**** Data section ****

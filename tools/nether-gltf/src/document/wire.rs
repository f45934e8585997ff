//! Typed views of the numeric/string enums glTF stores on the wire

use serde::{Deserialize, Serialize};

use crate::error::UnrecognizedValue;

/// Storage type of one accessor component
#[derive(Debug, Clone, Copy, PartialEq, Eq, Hash, Serialize, Deserialize)]
#[serde(try_from = "u32", into = "u32")]
pub enum ComponentType {
    I8,
    U8,
    I16,
    U16,
    U32,
    F32,
}

impl ComponentType {
    pub fn from_wire(value: u32) -> Result<Self, UnrecognizedValue> {
        match value {
            5120 => Ok(Self::I8),
            5121 => Ok(Self::U8),
            5122 => Ok(Self::I16),
            5123 => Ok(Self::U16),
            5125 => Ok(Self::U32),
            5126 => Ok(Self::F32),
            other => Err(UnrecognizedValue::new("component type", other)),
        }
    }

    pub fn to_wire(self) -> u32 {
        match self {
            Self::I8 => 5120,
            Self::U8 => 5121,
            Self::I16 => 5122,
            Self::U16 => 5123,
            Self::U32 => 5125,
            Self::F32 => 5126,
        }
    }

    /// Bytes per component
    pub fn size(self) -> usize {
        match self {
            Self::I8 | Self::U8 => 1,
            Self::I16 | Self::U16 => 2,
            Self::U32 | Self::F32 => 4,
        }
    }

    pub fn is_float(self) -> bool {
        self == Self::F32
    }
}

impl TryFrom<u32> for ComponentType {
    type Error = UnrecognizedValue;

    fn try_from(value: u32) -> Result<Self, Self::Error> {
        Self::from_wire(value)
    }
}

impl From<ComponentType> for u32 {
    fn from(value: ComponentType) -> Self {
        value.to_wire()
    }
}

/// Element shape of an accessor
#[derive(Debug, Clone, Copy, PartialEq, Eq, Hash, Serialize, Deserialize)]
#[serde(try_from = "String", into = "String")]
pub enum AccessorType {
    Scalar,
    Vec2,
    Vec3,
    Vec4,
    Mat2,
    Mat3,
    Mat4,
}

impl AccessorType {
    pub fn from_wire(value: &str) -> Result<Self, UnrecognizedValue> {
        match value {
            "SCALAR" => Ok(Self::Scalar),
            "VEC2" => Ok(Self::Vec2),
            "VEC3" => Ok(Self::Vec3),
            "VEC4" => Ok(Self::Vec4),
            "MAT2" => Ok(Self::Mat2),
            "MAT3" => Ok(Self::Mat3),
            "MAT4" => Ok(Self::Mat4),
            other => Err(UnrecognizedValue::new("accessor type", other)),
        }
    }

    pub fn as_str(self) -> &'static str {
        match self {
            Self::Scalar => "SCALAR",
            Self::Vec2 => "VEC2",
            Self::Vec3 => "VEC3",
            Self::Vec4 => "VEC4",
            Self::Mat2 => "MAT2",
            Self::Mat3 => "MAT3",
            Self::Mat4 => "MAT4",
        }
    }

    /// Components per element
    pub fn components(self) -> usize {
        match self {
            Self::Scalar => 1,
            Self::Vec2 => 2,
            Self::Vec3 => 3,
            Self::Vec4 | Self::Mat2 => 4,
            Self::Mat3 => 9,
            Self::Mat4 => 16,
        }
    }
}

impl TryFrom<String> for AccessorType {
    type Error = UnrecognizedValue;

    fn try_from(value: String) -> Result<Self, Self::Error> {
        Self::from_wire(&value)
    }
}

impl From<AccessorType> for String {
    fn from(value: AccessorType) -> Self {
        value.as_str().to_string()
    }
}

/// Topology of a mesh primitive
#[derive(Debug, Clone, Copy, PartialEq, Eq, Hash, Default, Serialize, Deserialize)]
#[serde(try_from = "u32", into = "u32")]
pub enum PrimitiveMode {
    Points,
    Lines,
    LineLoop,
    LineStrip,
    #[default]
    Triangles,
    TriangleStrip,
    TriangleFan,
}

impl PrimitiveMode {
    pub fn from_wire(value: u32) -> Result<Self, UnrecognizedValue> {
        match value {
            0 => Ok(Self::Points),
            1 => Ok(Self::Lines),
            2 => Ok(Self::LineLoop),
            3 => Ok(Self::LineStrip),
            4 => Ok(Self::Triangles),
            5 => Ok(Self::TriangleStrip),
            6 => Ok(Self::TriangleFan),
            other => Err(UnrecognizedValue::new("primitive mode", other)),
        }
    }

    pub fn to_wire(self) -> u32 {
        match self {
            Self::Points => 0,
            Self::Lines => 1,
            Self::LineLoop => 2,
            Self::LineStrip => 3,
            Self::Triangles => 4,
            Self::TriangleStrip => 5,
            Self::TriangleFan => 6,
        }
    }

    pub fn is_triangles(self) -> bool {
        matches!(
            self,
            Self::Triangles | Self::TriangleStrip | Self::TriangleFan
        )
    }
}

impl TryFrom<u32> for PrimitiveMode {
    type Error = UnrecognizedValue;

    fn try_from(value: u32) -> Result<Self, Self::Error> {
        Self::from_wire(value)
    }
}

impl From<PrimitiveMode> for u32 {
    fn from(value: PrimitiveMode) -> Self {
        value.to_wire()
    }
}

/// Keyframe interpolation of an animation sampler
///
/// Kept as a string in the schema: an unknown value drops the channel rather
/// than failing the document.
#[derive(Debug, Clone, Copy, PartialEq, Eq, Hash, Serialize, Deserialize)]
#[serde(rename_all = "SCREAMING_SNAKE_CASE")]
pub enum Interpolation {
    Step,
    Linear,
    #[serde(rename = "CUBICSPLINE")]
    CubicSpline,
}

impl Interpolation {
    /// `None` on the wire means LINEAR
    pub fn from_wire(value: Option<&str>) -> Result<Self, UnrecognizedValue> {
        match value {
            None | Some("LINEAR") => Ok(Self::Linear),
            Some("STEP") => Ok(Self::Step),
            Some("CUBICSPLINE") => Ok(Self::CubicSpline),
            Some(other) => Err(UnrecognizedValue::new("interpolation", other)),
        }
    }
}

****

Write out every line of the material exactly as it appears.

* _Response_:
filename tools/nether-gltf/src/document/wire.rs
repository f45934e8585997ff
//! Typed views of the numeric/string enums glTF stores on the wire

use serde::{Deserialize, Serialize};

use crate::error::UnrecognizedValue;

/// Storage type of one accessor component
#[derive(Debug, Clone, Copy, PartialEq, Eq, Hash, Serialize, Deserialize)]
#[serde(try_from = "u32", into = "u32")]
pub enum ComponentType {
    I8,
    U8,
    I16,
    U16,
    U32,
    F32,
}

impl ComponentType {
    pub fn from_wire(value: u32) -> Result<Self, UnrecognizedValue> {
        match value {
            5120 => Ok(Self::I8),
            5121 => Ok(Self::U8),
            5122 => Ok(Self::I16),
            5123 => Ok(Self::U16),
            5125 => Ok(Self::U32),
            5126 => Ok(Self::F32),
            other => Err(UnrecognizedValue::new("component type", other)),
        }
    }

    pub fn to_wire(self) -> u32 {
        match self {
            Self::I8 => 5120,
            Self::U8 => 5121,
            Self::I16 => 5122,
            Self::U16 => 5123,
            Self::U32 => 5125,
            Self::F32 => 5126,
        }
    }

    /// Bytes per component
    pub fn size(self) -> usize {
        match self {
            Self::I8 | Self::U8 => 1,
            Self::I16 | Self::U16 => 2,
            Self::U32 | Self::F32 => 4,
        }
    }

    pub fn is_float(self) -> bool {
        self == Self::F32
    }
}

impl TryFrom<u32> for ComponentType {
    type Error = UnrecognizedValue;

    fn try_from(value: u32) -> Result<Self, Self::Error> {
        Self::from_wire(value)
    }
}

impl From<ComponentType> for u32 {
    fn from(value: ComponentType) -> Self {
        value.to_wire()
    }
}

/// Element shape of an accessor
#[derive(Debug, Clone, Copy, PartialEq, Eq, Hash, Serialize, Deserialize)]
#[serde(try_from = "String", into = "String")]
pub enum AccessorType {
    Scalar,
    Vec2,
    Vec3,
    Vec4,
    Mat2,
    Mat3,
    Mat4,
}

impl AccessorType {
    pub fn from_wire(value: &str) -> Result<Self, UnrecognizedValue> {
        match value {
            "SCALAR" => Ok(Self::Scalar),
            "VEC2" => Ok(Self::Vec2),
            "VEC3" => Ok(Self::Vec3),
            "VEC4" => Ok(Self::Vec4),
            "MAT2" => Ok(Self::Mat2),
            "MAT3" => Ok(Self::Mat3),
            "MAT4" => Ok(Self::Mat4),
            other => Err(UnrecognizedValue::new("accessor type", other)),
        }
    }

    pub fn as_str(self) -> &'static str {
        match self {
            Self::Scalar => "SCALAR",
            Self::Vec2 => "VEC2",
            Self::Vec3 => "VEC3",
            Self::Vec4 => "VEC4",
            Self::Mat2 => "MAT2",
            Self::Mat3 => "MAT3",
            Self::Mat4 => "MAT4",
        }
    }

    /// Components per element
    pub fn components(self) -> usize {
        match self {
            Self::Scalar => 1,
            Self::Vec2 => 2,
            Self::Vec3 => 3,
            Self::Vec4 | Self::Mat2 => 4,
            Self::Mat3 => 9,
            Self::Mat4 => 16,
        }
    }
}

impl TryFrom<String> for AccessorType {
    type Error = UnrecognizedValue;

    fn try_from(value: String) -> Result<Self, Self::Error> {
        Self::from_wire(&value)
    }
}

impl From<AccessorType> for String {
    fn from(value: AccessorType) -> Self {
        value.as_str().to_string()
    }
}

/// Topology of a mesh primitive
#[derive(Debug, Clone, Copy, PartialEq, Eq, Hash, Default, Serialize, Deserialize)]
#[serde(try_from = "u32", into = "u32")]
pub enum PrimitiveMode {
    Points,
    Lines,
    LineLoop,
    LineStrip,
    #[default]
    Triangles,
    TriangleStrip,
    TriangleFan,
}

impl PrimitiveMode {
    pub fn from_wire(value: u32) -> Result<Self, UnrecognizedValue> {
        match value {
            0 => Ok(Self::Points),
            1 => Ok(Self::Lines),
            2 => Ok(Self::LineLoop),
            3 => Ok(Self::LineStrip),
            4 => Ok(Self::Triangles),
            5 => Ok(Self::TriangleStrip),
            6 => Ok(Self::TriangleFan),
            other => Err(UnrecognizedValue::new("primitive mode", other)),
        }
    }

    pub fn to_wire(self) -> u32 {
        match self {
            Self::Points => 0,
            Self::Lines => 1,
            Self::LineLoop => 2,
            Self::LineStrip => 3,
            Self::Triangles => 4,
            Self::TriangleStrip => 5,
            Self::TriangleFan => 6,
        }
    }

    pub fn is_triangles(self) -> bool {
        matches!(
            self,
            Self::Triangles | Self::TriangleStrip | Self::TriangleFan
        )
    }
}

impl TryFrom<u32> for PrimitiveMode {
    type Error = UnrecognizedValue;

    fn try_from(value: u32) -> Result<Self, Self::Error> {
        Self::from_wire(value)
    }
}

impl From<PrimitiveMode> for u32 {
    fn from(value: PrimitiveMode) -> Self {
        value.to_wire()
    }
}

/// Keyframe interpolation of an animation sampler
///
/// Kept as a string in the schema: an unknown value drops the channel rather
/// than failing the document.
#[derive(Debug, Clone, Copy, PartialEq, Eq, Hash, Serialize, Deserialize)]
#[serde(rename_all = "SCREAMING_SNAKE_CASE")]
pub enum Interpolation {
    Step,
    Linear,
    #[serde(rename = "CUBICSPLINE")]
    CubicSpline,
}

impl Interpolation {
    /// `None` on the wire means LINEAR
    pub fn from_wire(value: Option<&str>) -> Result<Self, UnrecognizedValue> {
        match value {
            None | Some("LINEAR") => Ok(Self::Linear),
            Some("STEP") => Ok(Self::Step),
            Some("CUBICSPLINE") => Ok(Self::CubicSpline),
            Some(other) => Err(UnrecognizedValue::new("interpolation", other)),
        }
    }
}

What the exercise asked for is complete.